Condensed history of 1862 Small pox epedemic

Condensed history of 1862 Small pox epidemic:

 

Remember I am a forester not an archaeologist or anthropologists, but to me it was interesting and probably the reason there was no opposition to settlement on Lasqueti.

   

1862 Small pox epidemic:  In march of 1862, San Francisco unknowingly or knowingly exported small pox to Victoria. The government, the nine member House of Assembly in Victoria refused to finance First Nation inoculation against small pox; which was contrary to the wishes of Governor George Douglas. The 1859 census in Victoria, had the First Nation population at approximately the same total numbers as the white settlers. Victoria was still relying on First Nation population for a large part of its labour (this was in the middle of Fraser River gold rush). There were local natives and natives from the north in the camps around Victoria; looking for work and trading as at a rendezvous. Small pox soon raged through the native population. The local Songhee (First Nation) and Fraser river natives were inoculated in 1862, probably by missionaries.  Who were not inoculated were the majority of the northern First Nation populations staying around Victoria. After the disease had incubated (about 12 days) and started to kill the northern natives; the Victoria police commissioner forced the eviction the most disease ridden northern First Nation groups (April 28 into July) from around Victoria because of the number of deaths that had occurred. The politicians and police were worried about the disease spreading into Victoria.  This exodus by canoe to the north spread small pox up the Straits of Georgia and beyond (it quickly leaped beyond the inoculated tribes). It seems that small pox victims were left all along the way and one canoe was a total loss from a camp near Nanoose.

Captain Shaff also stated that the Indians sent away from Victoria were rapidly perishing. He observed how the Indians reacted to the eruption of the disease as they paddled their canoes north:

"So soon as [smallpox] pustules appear upon an occupant of one of the canoes, he is put ashore; a small piece of muslin, to serve as a tent, is raised over him, a small allowance of bread, fish and water doled out and he is left alone to die"(The Daily British Colonist, June 14, 1862, p. 3).

Captain Osgood verified these reports and stated:

"The sick and dead with their canoes, blankets, guns, &c, were left along the coast. In one encampment, about twelve miles above Nanaimo, Capt. Osgood counted twelve dead Indians — the bodies festering in the noonday sun" (The Daily British Colonist, June 21, 1862, p. 3).

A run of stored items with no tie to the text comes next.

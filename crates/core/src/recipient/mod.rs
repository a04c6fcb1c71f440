// SPDX-License-Identifier: BUSL-1.1
// Copyright (c) 2026 Alfred Jean LLC

//! Recipients: the parties that act on an envelope

mod auth;
mod state;

pub use auth::RecipientAuth;
pub use state::{Recipient, RecipientKind, RecipientStatus};
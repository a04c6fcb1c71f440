//! Event delivery specs
//!
//! Verify subscribed endpoints receive events, failed deliveries are
//! retried with a bounded count, and an exhausted record can be reset.

use crate::prelude::*;
use seal_core::{ConfigId, ConnectConfig, EventPattern};

const ENDPOINT: &str = "https://hooks.example.com/signing";

fn subscribe(w: &World, patterns: &[&str]) {
    let config = ConnectConfig::new(
        ConfigId::new("crm"),
        account(),
        ENDPOINT,
        patterns.iter().map(|p| EventPattern::new(p)).collect(),
    )
    .unwrap()
    .with_secret("whsec");
    w.engine.register_connect_config(&sender(), config).unwrap();
}

#[tokio::test]
async fn completed_envelope_notifies_subscriber_in_order() {
    let w = world();
    subscribe(&w, &["envelope:*"]);
    let (id, _, ids) = w.draft(
        EnvelopeSettings::default(),
        &[(RecipientKind::Signer, "alice", 1)],
    );
    w.engine.send_envelope(&sender(), &id).unwrap();
    w.engine.recipient_delivered(&sender(), &id, &ids[0]).unwrap();
    w.engine.recipient_complete(&sender(), &id, &ids[0], None).unwrap();

    let report = w.engine.deliver_pending().await;

    assert_eq!(report.failed, 0);
    let names: Vec<String> = w
        .webhook
        .calls_to(ENDPOINT)
        .iter()
        .map(|c| c.json()["event_name"].as_str().unwrap_or_default().to_string())
        .collect();
    assert_eq!(names.first().map(String::as_str), Some("envelope:sent"));
    assert_eq!(names.last().map(String::as_str), Some("envelope:completed"));
    assert!(w
        .webhook
        .calls_to(ENDPOINT)
        .iter()
        .all(|c| c.request.header("X-Seal-Signature").is_some()));
}

#[tokio::test]
async fn outage_retries_five_times_then_waits_for_reset() {
    let w = world();
    subscribe(&w, &["envelope:sent"]);
    w.webhook.set_down(ENDPOINT);
    let (id, _, _) = w.draft(
        EnvelopeSettings::default(),
        &[(RecipientKind::Signer, "alice", 1)],
    );
    w.engine.send_envelope(&sender(), &id).unwrap();
    w.engine.deliver_pending().await;

    let mut retries = 0;
    for _ in 0..10 {
        w.clock.advance(hours(1));
        retries += w.engine.retry_failures().await.attempted;
    }

    assert_eq!(retries, 5);
    let failure = w.engine.failures(&account()).remove(0);
    assert_eq!(failure.retry_count, 5);
    assert!(failure.next_retry_at.is_none());
    assert_eq!(w.engine.delivery_log(&id).len(), 6);
    assert_eq!(w.count_action("connect_failure.exhausted"), 1);

    w.webhook.set_up(ENDPOINT);
    w.engine.reset_failure(&sender(), &failure.key).unwrap();
    let report = w.engine.retry_failures().await;
    assert_eq!(report.delivered, 1);
    assert!(w.engine.failures(&account()).is_empty());
}
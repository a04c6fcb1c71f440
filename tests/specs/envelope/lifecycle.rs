//! Envelope lifecycle specs
//!
//! Verify an envelope moves from draft to a terminal status and that
//! its status timestamps never run backwards.

use crate::prelude::*;

fn assert_monotonic(envelope: &seal_core::Envelope) {
    let stamps: Vec<_> = envelope.status_timestamps().into_iter().flatten().collect();
    assert!(
        stamps.windows(2).all(|w| w[0] <= w[1]),
        "timestamps out of order: {:?}",
        stamps
    );
}

#[test]
fn sequential_signers_with_cooling_off_period_complete_in_order() {
    let w = world();
    let (id, token, ids) = w.draft(
        EnvelopeSettings::sequential(),
        &[
            (RecipientKind::Signer, "alice", 1),
            (RecipientKind::Signer, "bob", 2),
        ],
    );
    let (alice, bob) = (&ids[0], &ids[1]);
    w.engine
        .add_workflow_step(
            &sender(),
            &id,
            &token,
            WorkflowStep::new(
                StepId::new("cooling-off"),
                "wait a day before the counter-signature",
                Trigger::RecipientCompleted(alice.clone()),
            )
            .with_delay_hours(24)
            .holding_routing_order(2),
        )
        .unwrap();

    w.engine.send_envelope(&sender(), &id).unwrap();
    assert_eq!(w.recipient(&id, alice).status, RecipientStatus::Sent);
    assert_eq!(w.recipient(&id, bob).status, RecipientStatus::Created);

    w.clock.advance(Duration::from_secs(60));
    w.engine.recipient_delivered(&sender(), &id, alice).unwrap();
    assert_eq!(w.status(&id), EnvelopeStatus::Delivered);
    w.clock.advance(Duration::from_secs(60));
    w.engine.recipient_complete(&sender(), &id, alice, None).unwrap();
    assert_eq!(w.recipient(&id, bob).status, RecipientStatus::Created);

    w.clock.advance(hours(24));
    assert_eq!(w.engine.tick(), vec![id.clone()]);
    let bob_now = w.recipient(&id, bob);
    assert_eq!(bob_now.status, RecipientStatus::Sent);
    let alice_done = w.recipient(&id, alice);
    assert_eq!(
        bob_now.sent_at.unwrap() - alice_done.signed_at.unwrap(),
        chrono::Duration::hours(24)
    );

    w.clock.advance(Duration::from_secs(60));
    let envelope = w.engine.recipient_complete(&sender(), &id, bob, None).unwrap();
    assert_eq!(envelope.status, EnvelopeStatus::Completed);
    assert!(envelope.completed_date_time.is_some());
    assert_monotonic(&envelope);

    let summary = w.engine.status_summary(&id).unwrap();
    assert_eq!(summary.completion_percentage, 100);
}

#[test]
fn void_checks_reason_then_status() {
    let w = world();
    let (id, _, ids) = w.draft(
        EnvelopeSettings::default(),
        &[(RecipientKind::Signer, "alice", 1)],
    );
    w.engine.send_envelope(&sender(), &id).unwrap();
    w.engine.recipient_complete(&sender(), &id, &ids[0], None).unwrap();
    assert_eq!(w.status(&id), EnvelopeStatus::Completed);

    let err = w.engine.void_envelope(&sender(), &id, "   ").unwrap_err();
    assert!(matches!(err.workflow(), Some(WorkflowError::Validation(_))));
    let err = w.engine.void_envelope(&sender(), &id, "too late").unwrap_err();
    assert!(matches!(
        err.workflow(),
        Some(WorkflowError::InvalidTransition { .. })
    ));
    assert_eq!(w.status(&id), EnvelopeStatus::Completed);
}

#[test]
fn voided_envelope_keeps_signed_recipients_and_freezes_the_rest() {
    let w = world();
    let (id, _, ids) = w.draft(
        EnvelopeSettings::sequential(),
        &[
            (RecipientKind::Signer, "alice", 1),
            (RecipientKind::Signer, "bob", 2),
        ],
    );
    w.engine.send_envelope(&sender(), &id).unwrap();
    w.engine.recipient_complete(&sender(), &id, &ids[0], None).unwrap();

    let envelope = w.engine.void_envelope(&sender(), &id, "terms changed").unwrap();

    assert_eq!(envelope.status, EnvelopeStatus::Voided);
    assert_monotonic(&envelope);
    let alice = w.recipient(&id, &ids[0]);
    assert_eq!(alice.status, RecipientStatus::Signed);
    assert!(!alice.frozen);
    assert!(w.recipient(&id, &ids[1]).frozen);
}
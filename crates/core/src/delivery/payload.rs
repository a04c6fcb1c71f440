// SPDX-License-Identifier: BUSL-1.1
// Copyright (c) 2026 Alfred Jean LLC

//! Status-change notification body

use crate::envelope::EnvelopeStatus;
use crate::event::Event;
use crate::id::{AccountId, EnvelopeId, RecipientId};
use chrono::{DateTime, Utc};
use hmac::{Hmac, Mac};
use serde::{Deserialize, Serialize};
use sha2::Sha256;

type HmacSha256 = Hmac<Sha256>;

/// Prefix on the signature header value
pub const SIGNATURE_PREFIX: &str = "sha256=";

#[derive(Debug, Clone, PartialEq, Serialize, Deserialize)]
pub struct DeliveryPayload {
    pub event_name: String,
    pub envelope_id: EnvelopeId,
    pub account_id: AccountId,
    pub timestamp: DateTime<Utc>,
    pub status: EnvelopeStatus,
    #[serde(default, skip_serializing_if = "Option::is_none")]
    pub recipient_id: Option<RecipientId>,
    #[serde(default)]
    pub metadata: serde_json::Value,
}

impl DeliveryPayload {
    pub fn from_event(event: &Event) -> Self {
        Self {
            event_name: event.name().to_string(),
            envelope_id: event.envelope_id.clone(),
            account_id: event.account_id.clone(),
            timestamp: event.at,
            status: event.status,
            recipient_id: event.recipient_id().cloned(),
            metadata: serde_json::to_value(&event.kind).unwrap_or(serde_json::Value::Null),
        }
    }

    pub fn body(&self) -> Result<Vec<u8>, serde_json::Error> {
        serde_json::to_vec(self)
    }
}

/// HMAC-SHA256 over the body, hex encoded with a `sha256=` prefix
pub fn sign_body(secret: &str, body: &[u8]) -> Option<String> {
    let mut mac = HmacSha256::new_from_slice(secret.as_bytes()).ok()?;
    mac.update(body);
    Some(format!(
        "{}{}",
        SIGNATURE_PREFIX,
        hex::encode(mac.finalize().into_bytes())
    ))
}

#[cfg(test)]
#[path = "payload_tests.rs"]
mod tests;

The following are reports after the Police of Victoria forced eviction of already infected groups of the northern tribes that had been living outside Victoria; which started about April 28, 1862 and continued till at least the middle of June. There was an estimated >2200 northern natives and @ 2000 local natives providing a major work force for Victoria in 1861. Only the local Songhee and Fraser river natives were inoculated in 1862, while the white population of Victoria was estimated at 2500 – 5000 in 1862.

Small pox of 1862: from https://www.historylink.org/File/5171

During the first half of May 1862, Father Leon Fouquet, a Catholic Missionary, reportedly vaccinated 3,400 Indians along the lower Fraser River…

On the evening of June 12, 1862, the first word from the north reached Victoria of the devastation caused by the smallpox epidemic. Captain Shaff of the trading schooner Nonpareil, just returned, reported that Indians at Fort Simpson and Fort Rupert were "dying from the small pox like rotten sheep. Hundreds were swept away within a few days, and many bodies remain unburied" (The Daily British Colonist, June 13, 1862, p. 3)…

A week later Captain Osgood of the sloop Northern Light, who spent the first half of June in northern waters, returned to Victoria and confirmed Captain Shaff's reports. Captain Osgood stated that another northern tribe, the Bella-Bellas [Heiltsuk], were "dying off very fast" and that the "ravages of small pox at [Fort] Rupert had been frightful. The tribe native to that section was nearly exterminated" (The Daily British Colonist, June 21, 1862, p. 3).

He went on to say that of a group of 60 Hydahs [Haidas] sent from Victoria in mid-May, 40 had died. On July 11, 1862, the paper reported that Captain Whitford, who just returned from a voyage north, counted 100 bodies of Indians dispersed along the shores north of Nanaimo (The Daily British Colonist, June 21, 1862, July 11, 1862).

I believe Lasqueti was on the main canoe route north, through the shorter rapids to the north of Quadra Island. These First Nation’s people had been supplying a major labor pool for the city of Victoria, since 1850’s till 1862. Up until the gold rush, the native population around Victoria was usually over twice the settler population.